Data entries
════════════════════
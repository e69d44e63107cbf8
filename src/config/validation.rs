//! Configuration validation.
//!
//! # Responsibilities
//! - Semantic validation (serde handles syntactic)
//! - Reject placeholder or weak secrets
//! - Validate value ranges (quota > 0, window > 0, retry attempts bounded)
//! - Refuse the unauthenticated test route in production
//!
//! # Design Decisions
//! - Returns all validation errors, not just first
//! - Validation is pure function: GatewayConfig → Result<(), Vec<ConfigIssue>>
//! - Runs before config is accepted into the system

use std::fmt;
use std::net::SocketAddr;

use crate::config::schema::{GatewayConfig, PLACEHOLDER_SECRET};

const MIN_API_KEY_LEN: usize = 16;
const MIN_JWT_SECRET_LEN: usize = 32;

/// A single semantic problem in a configuration.
#[derive(Debug, Clone, PartialEq, Eq)]
pub struct ConfigIssue {
    /// Dotted path of the offending field.
    pub field: &'static str,
    pub message: String,
}

impl fmt::Display for ConfigIssue {
    fn fmt(&self, f: &mut fmt::Formatter<'_>) -> fmt::Result {
        write!(f, "{}: {}", self.field, self.message)
    }
}

fn issue(field: &'static str, message: impl Into<String>) -> ConfigIssue {
    ConfigIssue {
        field,
        message: message.into(),
    }
}

/// Check a configuration for semantic errors.
pub fn validate_config(config: &GatewayConfig) -> Result<(), Vec<ConfigIssue>> {
    let mut issues = Vec::new();

    if config.listener.bind_address.parse::<SocketAddr>().is_err() {
        issues.push(issue("listener.bind_address", "must be a socket address like 0.0.0.0:8000"));
    }

    let auth = &config.auth;
    if auth.api_key == PLACEHOLDER_SECRET {
        issues.push(issue("auth.api_key", "placeholder value must be replaced"));
    } else if auth.api_key.len() < MIN_API_KEY_LEN {
        issues.push(issue(
            "auth.api_key",
            format!("must be at least {MIN_API_KEY_LEN} characters"),
        ));
    }
    if auth.jwt_secret == PLACEHOLDER_SECRET {
        issues.push(issue("auth.jwt_secret", "placeholder value must be replaced"));
    } else if auth.jwt_secret.len() < MIN_JWT_SECRET_LEN {
        issues.push(issue(
            "auth.jwt_secret",
            format!("must be at least {MIN_JWT_SECRET_LEN} bytes"),
        ));
    }
    if auth.allowed_services.is_empty() {
        issues.push(issue("auth.allowed_services", "at least one service must be allowed"));
    }
    if auth.allowed_services.iter().any(|s| s.trim().is_empty()) {
        issues.push(issue("auth.allowed_services", "service names must not be blank"));
    }
    if auth.api_key_header.trim().is_empty() {
        issues.push(issue("auth.api_key_header", "must not be empty"));
    }
    if auth.service_name_header.trim().is_empty() {
        issues.push(issue("auth.service_name_header", "must not be empty"));
    }

    let rate = &config.rate_limit;
    if rate.requests == 0 {
        issues.push(issue("rate_limit.requests", "must be greater than 0"));
    }
    if rate.window_secs == 0 {
        issues.push(issue("rate_limit.window_secs", "must be greater than 0"));
    }
    if rate.sweep_interval_secs == 0 {
        issues.push(issue("rate_limit.sweep_interval_secs", "must be greater than 0"));
    }

    let generator = &config.generator;
    if !(1..=5).contains(&generator.max_attempts) {
        issues.push(issue("generator.max_attempts", "must be between 1 and 5"));
    }
    if generator.base_delay_ms > generator.max_delay_ms {
        issues.push(issue("generator.base_delay_ms", "must not exceed generator.max_delay_ms"));
    }
    if generator.timeout_secs == 0 {
        issues.push(issue("generator.timeout_secs", "must be greater than 0"));
    }
    if let Some(endpoint) = &generator.endpoint {
        if url::Url::parse(endpoint).is_err() {
            issues.push(issue("generator.endpoint", "must be an absolute URL"));
        }
    }

    if config.timeouts.request_secs == 0 {
        issues.push(issue("timeouts.request_secs", "must be greater than 0"));
    }
    if config.security.max_body_size == 0 {
        issues.push(issue("security.max_body_size", "must be greater than 0"));
    }
    if config.security.enable_test_endpoint && config.is_production() {
        issues.push(issue(
            "security.enable_test_endpoint",
            "the unauthenticated test endpoint cannot be enabled in production",
        ));
    }
    if config.medical_disclaimer.trim().is_empty() {
        issues.push(issue("medical_disclaimer", "must not be empty"));
    }

    if issues.is_empty() {
        Ok(())
    } else {
        Err(issues)
    }
}

#[cfg(test)]
mod tests {
    use super::*;

    fn valid() -> GatewayConfig {
        let mut config = GatewayConfig::default();
        config.auth.api_key = "svc-key-0123456789abcdef".to_string();
        config.auth.jwt_secret = "0123456789abcdef0123456789abcdef".to_string();
        config
    }

    #[test]
    fn test_valid_config_passes() {
        assert!(validate_config(&valid()).is_ok());
    }

    #[test]
    fn test_default_config_rejects_placeholders() {
        let issues = validate_config(&GatewayConfig::default()).unwrap_err();
        let fields: Vec<_> = issues.iter().map(|i| i.field).collect();
        assert!(fields.contains(&"auth.api_key"));
        assert!(fields.contains(&"auth.jwt_secret"));
    }

    #[test]
    fn test_collects_every_issue() {
        let mut config = valid();
        config.rate_limit.requests = 0;
        config.rate_limit.window_secs = 0;
        config.generator.max_attempts = 9;

        let issues = validate_config(&config).unwrap_err();
        assert_eq!(issues.len(), 3);
    }

    #[test]
    fn test_test_endpoint_forbidden_in_production() {
        let mut config = valid();
        config.security.enable_test_endpoint = true;
        let issues = validate_config(&config).unwrap_err();
        assert_eq!(issues[0].field, "security.enable_test_endpoint");

        config.environment = "dev".to_string();
        assert!(validate_config(&config).is_ok());
    }
}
════════════════════
— Exercise aim —
Copy each line of the data that includes the word "fields".

— Task output —
        let fields: Vec<_> = issues.iter().map(|i| i.field).collect();
        assert!(fields.contains(&"auth.api_key"));
        assert!(fields.contains(&"auth.jwt_secret"));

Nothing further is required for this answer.